Case in point: On "Right Right Now Now," they're reduced to rhyming the same goddamn phrase in the chorus. Try to believe that this is the best these veterans can do: "Right (right) / Now (now) / what is goin' on? / We've (we've) gotta (gotta) get it goin' on / Be (be) / fore (fore) it's too far gone / we gotta work together / it's been too long." Prior to To the 5 Boroughs, the Beasties largely avoided repeating themselves. Here, they can't get from track three ("3 the Hard Way") to track six ("Triple Trouble") without the same exact sentiment: There's Three of Us, and we're here to Rock This Motherfucker.

Boroughs is rife with generic, feel-good motivational propaganda peppered with anti-Bush sentiments that are far too literal to be interesting (sample: "George W got nothin' on we / we got to take the power from he"). In perhaps the Most. Awkward. Couplet. Ever., MCA babbles, "We got a president we didn't e-lect / the Kyoto Treaty, he decided to ne-glect." That's true and all, Adam, but ... damn.

And of course, no review of Boroughs would be complete without addressing the titular sentiment--on "An Open Letter to NYC," the Beasties take a feeble stab at Sept. 11. "Dear New York / I know a lot has changed / two towers down / but you're still in the game." What game is unclear, but once the San Antonio Spurs lost one of their two towers, they didn't even make the finals.

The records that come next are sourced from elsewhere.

//! End-to-end format runs against a fake formatter (a shell script run through /bin/sh).
#![cfg(unix)]

use stampfmt::{Concurrency, ConfigError, FormatOpts, RunSummary, Session, SessionCache, format_dir};
use std::fs;
use std::path::{Path, PathBuf};
use std::sync::Arc;
use std::sync::atomic::AtomicBool;
use tempfile::TempDir;

/// Appends the target to a log, fails on file names starting with "bad", otherwise marks the file
/// formatted (idempotent).
const FAKE_FORMATTER: &str = r#"for last; do :; done
echo "$last" >> "$STAMPFMT_TEST_LOG"
case "${last##*/}" in
  bad*) echo "cannot format $last" >&2; exit 2 ;;
esac
grep -q '^// formatted$' "$last" || echo '// formatted' >> "$last"
"#;

struct Fixture {
    _dir: TempDir,
    root: PathBuf,
    stamps: PathBuf,
    log: PathBuf,
    script: PathBuf,
}

impl Fixture {
    fn new() -> Self {
        let dir = tempfile::tempdir().unwrap();
        let base = dir.path().canonicalize().unwrap();
        let root = base.join("proj");
        fs::create_dir_all(&root).unwrap();
        let log = base.join("invocations.log");
        let script = base.join("fake-format.sh");
        fs::write(
            &script,
            FAKE_FORMATTER.replace("$STAMPFMT_TEST_LOG", &log.to_string_lossy()),
        )
        .unwrap();
        Self {
            _dir: dir,
            root,
            stamps: base.join("stamps"),
            log,
            script,
        }
    }

    fn write(&self, rel: &str, content: &str) -> PathBuf {
        let p = self.root.join(rel);
        if let Some(parent) = p.parent() {
            fs::create_dir_all(parent).unwrap();
        }
        fs::write(&p, content).unwrap();
        p
    }

    fn opts(&self, jobs: usize) -> FormatOpts {
        FormatOpts {
            formatter: PathBuf::from("/bin/sh"),
            formatter_args: vec![self.script.to_string_lossy().into_owned()],
            extensions: vec![".cpp".to_string()],
            concurrency: Concurrency::Fixed(jobs),
            stamp_dir: Some(self.stamps.clone()),
            ..Default::default()
        }
    }

    fn run(&self, opts: &FormatOpts) -> RunSummary {
        format_dir(&self.root, opts).unwrap()
    }

    /// Invocation log lines, sorted (workers finish in any order).
    fn invocations(&self) -> Vec<PathBuf> {
        let mut lines: Vec<PathBuf> = fs::read_to_string(&self.log)
            .unwrap_or_default()
            .lines()
            .map(PathBuf::from)
            .collect();
        lines.sort();
        lines
    }

    fn clear_log(&self) {
        let _ = fs::remove_file(&self.log);
    }

    fn stamp_count(&self) -> usize {
        count_stamps(&self.stamps)
    }
}

fn count_stamps(dir: &Path) -> usize {
    fs::read_dir(dir)
        .map(|rd| {
            rd.flatten()
                .filter(|e| e.path().extension().is_some_and(|x| x == "stamp"))
                .count()
        })
        .unwrap_or(0)
}

#[test]
fn formats_once_then_skips_unchanged() {
    let fx = Fixture::new();
    let a = fx.write("a.cpp", "int a;\n");
    fx.write("b.txt", "not source\n");

    let first = fx.run(&fx.opts(2));
    assert_eq!(
        first.summary_line(),
        "1 of 1 files have been reformatted (0 ignored)"
    );
    assert!(first.success);
    assert_eq!(first.scanned, 1);
    assert_eq!(fx.invocations(), vec![a.clone()]);
    assert_eq!(fx.stamp_count(), 1);
    assert!(fs::read_to_string(&a).unwrap().ends_with("// formatted\n"));

    let second = fx.run(&fx.opts(2));
    assert_eq!(
        second.summary_line(),
        "0 of 0 files have been reformatted (0 ignored)"
    );
    assert_eq!(second.unchanged, 1);
    assert!(second.success);
    assert_eq!(fx.invocations(), vec![a]);
}

#[test]
fn ignored_file_never_reaches_formatter() {
    let fx = Fixture::new();
    fx.write("a.cpp", "int a;\n");
    let mut opts = fx.opts(1);
    opts.ignore = vec![r"a\.cpp$".to_string()];

    let summary = fx.run(&opts);
    assert_eq!(summary.eligible, 0);
    assert_eq!(summary.ignored, 1);
    assert_eq!(
        summary.summary_line(),
        "0 of 0 files have been reformatted (1 ignored)"
    );
    assert!(fx.invocations().is_empty());
    assert_eq!(fx.stamp_count(), 0);
}

#[test]
fn ignored_even_when_changed_and_bad_pattern_is_dropped() {
    let fx = Fixture::new();
    fx.write("keep.cpp", "int k;\n");
    fx.write("third_party/lib.cpp", "int t;\n");
    let mut opts = fx.opts(2);
    opts.ignore = vec!["(broken".to_string(), "THIRD_PARTY/".to_string()];

    let summary = fx.run(&opts);
    assert_eq!(summary.ignored, 1);
    assert_eq!(summary.reformatted, 1);

    fx.write("third_party/lib.cpp", "int changed;\n");
    fx.clear_log();
    let summary = fx.run(&opts);
    assert_eq!(summary.eligible, 0);
    assert!(fx.invocations().is_empty());
}

#[test]
fn missing_formatter_is_config_error_and_touches_nothing() {
    let fx = Fixture::new();
    fx.write("a.cpp", "int a;\n");

    for formatter in ["/no/such/dir/clang-format", "stampfmt-missing-formatter-xyz"] {
        let mut opts = fx.opts(1);
        opts.formatter = PathBuf::from(formatter);
        opts.formatter_args.clear();
        let err = format_dir(&fx.root, &opts).unwrap_err();
        assert!(matches!(
            err.downcast_ref::<ConfigError>(),
            Some(ConfigError::FormatterNotFound(_))
        ));
    }
    assert!(!fx.stamps.exists());
    assert_eq!(fs::read_to_string(fx.root.join("a.cpp")).unwrap(), "int a;\n");
}

#[test]
fn bad_root_and_empty_extensions_are_config_errors() {
    let fx = Fixture::new();
    let err = format_dir(&fx.root.join("missing"), &fx.opts(1)).unwrap_err();
    assert!(matches!(
        err.downcast_ref::<ConfigError>(),
        Some(ConfigError::RootMissing(_))
    ));

    let file = fx.write("a.cpp", "");
    let err = format_dir(&file, &fx.opts(1)).unwrap_err();
    assert!(matches!(
        err.downcast_ref::<ConfigError>(),
        Some(ConfigError::RootNotDirectory(_))
    ));

    let mut opts = fx.opts(1);
    opts.extensions = vec![" ".to_string(), ".".to_string()];
    let err = format_dir(&fx.root, &opts).unwrap_err();
    assert!(matches!(
        err.downcast_ref::<ConfigError>(),
        Some(ConfigError::NoExtensions)
    ));
}

#[test]
fn only_changed_file_is_reselected() {
    let fx = Fixture::new();
    fx.write("a.cpp", "int a;\n");
    let b = fx.write("src/b.cpp", "int b;\n");
    fx.write("src/c.cpp", "int c;\n");

    let first = fx.run(&fx.opts(3));
    assert_eq!(first.reformatted, 3);

    fs::write(&b, "int b2;\n").unwrap();
    fx.clear_log();
    let second = fx.run(&fx.opts(3));
    assert_eq!(second.eligible, 1);
    assert_eq!(second.reformatted, 1);
    assert_eq!(second.unchanged, 2);
    assert_eq!(fx.invocations(), vec![b]);
}

#[test]
fn one_failure_does_not_stop_the_others() {
    let fx = Fixture::new();
    fx.write("a.cpp", "int a;\n");
    let bad = fx.write("bad.cpp", "int ???\n");
    fx.write("c.cpp", "int c;\n");

    let summary = fx.run(&fx.opts(2));
    assert!(!summary.success);
    assert_eq!(summary.eligible, 3);
    assert_eq!(summary.reformatted, 2);
    assert_eq!(summary.failed, 1);
    assert_eq!(fx.invocations().len(), 3);
    assert_eq!(fx.stamp_count(), 2);
    assert_eq!(fs::read_to_string(&bad).unwrap(), "int ???\n");

    // The failed file has no stamp, so it is retried; the others are not.
    fx.clear_log();
    let again = fx.run(&fx.opts(2));
    assert_eq!(again.eligible, 1);
    assert_eq!(fx.invocations(), vec![bad]);
}

#[test]
fn results_do_not_depend_on_worker_count() {
    let build = |jobs: usize| {
        let fx = Fixture::new();
        for i in 0..12 {
            fx.write(&format!("dir{}/file{:02}.cpp", i % 3, i), "int x;\n");
        }
        fx.write("dir1/bad_one.cpp", "int y;\n");
        fx.write("gen/skip.cpp", "int z;\n");
        let mut opts = fx.opts(jobs);
        opts.ignore = vec!["/gen/".to_string()];
        let summary = fx.run(&opts);
        (summary, fx.invocations().len(), fx.stamp_count())
    };

    let baseline = build(1);
    assert_eq!(baseline.0.eligible, 13);
    assert_eq!(baseline.0.reformatted, 12);
    assert_eq!(baseline.0.failed, 1);
    assert_eq!(baseline.0.ignored, 1);
    for jobs in [2, 4, 16] {
        assert_eq!(build(jobs), baseline, "jobs = {}", jobs);
    }
}

#[test]
fn dry_run_reports_without_running_or_stamping() {
    let fx = Fixture::new();
    fx.write("a.cpp", "int a;\n");
    fx.write("b.cpp", "int b;\n");
    let mut opts = fx.opts(2);
    opts.dry_run = true;

    let summary = fx.run(&opts);
    assert!(summary.success);
    assert_eq!(summary.eligible, 2);
    assert_eq!(summary.reformatted, 0);
    assert!(fx.invocations().is_empty());
    assert!(!fx.stamps.exists());
}

#[test]
fn cancelled_run_starts_nothing() {
    let fx = Fixture::new();
    fx.write("a.cpp", "int a;\n");
    fx.write("b.cpp", "int b;\n");
    let mut opts = fx.opts(2);
    opts.cancel = Some(Arc::new(AtomicBool::new(true)));

    let summary = fx.run(&opts);
    assert!(!summary.success);
    assert_eq!(summary.cancelled, 2);
    assert_eq!(summary.reformatted, 0);
    assert!(fx.invocations().is_empty());
    assert_eq!(fx.stamp_count(), 0);
}

#[test]
fn default_stamp_dir_lives_under_root_and_is_not_scanned() {
    let fx = Fixture::new();
    fx.write("a.cpp", "int a;\n");
    let mut opts = fx.opts(1);
    opts.stamp_dir = None;
    // Records end in ".stamp"; make the extension set match them to prove the dir is skipped.
    opts.extensions = vec![".cpp".to_string(), ".stamp".to_string()];

    let first = fx.run(&opts);
    assert_eq!(first.reformatted, 1);
    let default_dir = fx.root.join(".stampfmt");
    assert_eq!(count_stamps(&default_dir), 1);

    let second = fx.run(&opts);
    assert_eq!(second.scanned, 1);
    assert_eq!(second.eligible, 0);
}

#[test]
fn moving_the_tree_keeps_stamps_valid() {
    let fx = Fixture::new();
    fx.write("src/a.cpp", "int a;\n");
    fx.run(&fx.opts(1));

    let moved = fx.root.with_file_name("proj-moved");
    fs::rename(&fx.root, &moved).unwrap();
    fx.clear_log();
    let summary = format_dir(&moved, &fx.opts(1)).unwrap();
    assert_eq!(summary.unchanged, 1);
    assert_eq!(summary.eligible, 0);
    assert!(fx.invocations().is_empty());
}

#[test]
fn session_banner_is_claimed_once() {
    let fx = Fixture::new();
    fx.write("a.cpp", "int a;\n");
    let cache = Arc::new(SessionCache::new());
    let mut opts = fx.opts(1);
    opts.session = Some(Session {
        id: "build-42".to_string(),
        cache: Arc::clone(&cache),
    });

    fx.run(&opts);
    assert!(cache.has_banner("build-42"));
    assert!(!cache.claim_banner("build-42"));
    fx.run(&opts);
    assert!(!cache.has_banner("build-43"));
}

#[test]
fn style_file_is_forwarded_to_formatter() {
    let fx = Fixture::new();
    let target = fx.write("a.cpp", "int a;\n");
    let args_log = fx.root.with_file_name("args.log");
    let script = fx.root.with_file_name("echo-args.sh");
    fs::write(
        &script,
        format!("echo \"$@\" >> '{}'\n", args_log.to_string_lossy()),
    )
    .unwrap();
    let style = fx.root.with_file_name("my style.yml");

    let mut opts = fx.opts(1);
    opts.formatter_args = vec![script.to_string_lossy().into_owned()];
    opts.style_config = Some(style.clone());
    let summary = fx.run(&opts);
    assert!(summary.success);

    let logged = fs::read_to_string(&args_log).unwrap();
    assert_eq!(
        logged.trim_end(),
        format!(
            "-i --style=file:{} {}",
            style.to_string_lossy(),
            target.to_string_lossy()
        )
    );
}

While the "beats" component of Boroughs is fairly tight, getting past the shoddy lyrics is almost too painful to enjoy what sounds like some degree of innovation. But I have a remedy for the B-Boys to consider: Do a reverse Jay-Z. Instead of releasing an a capella version of this record for DJs to mash up (as on Jay-Z's The Black Album, which resulted in some tremendous remixes), release an all-instrumental version and invite other rappers to do their best. The results could hardly be worse.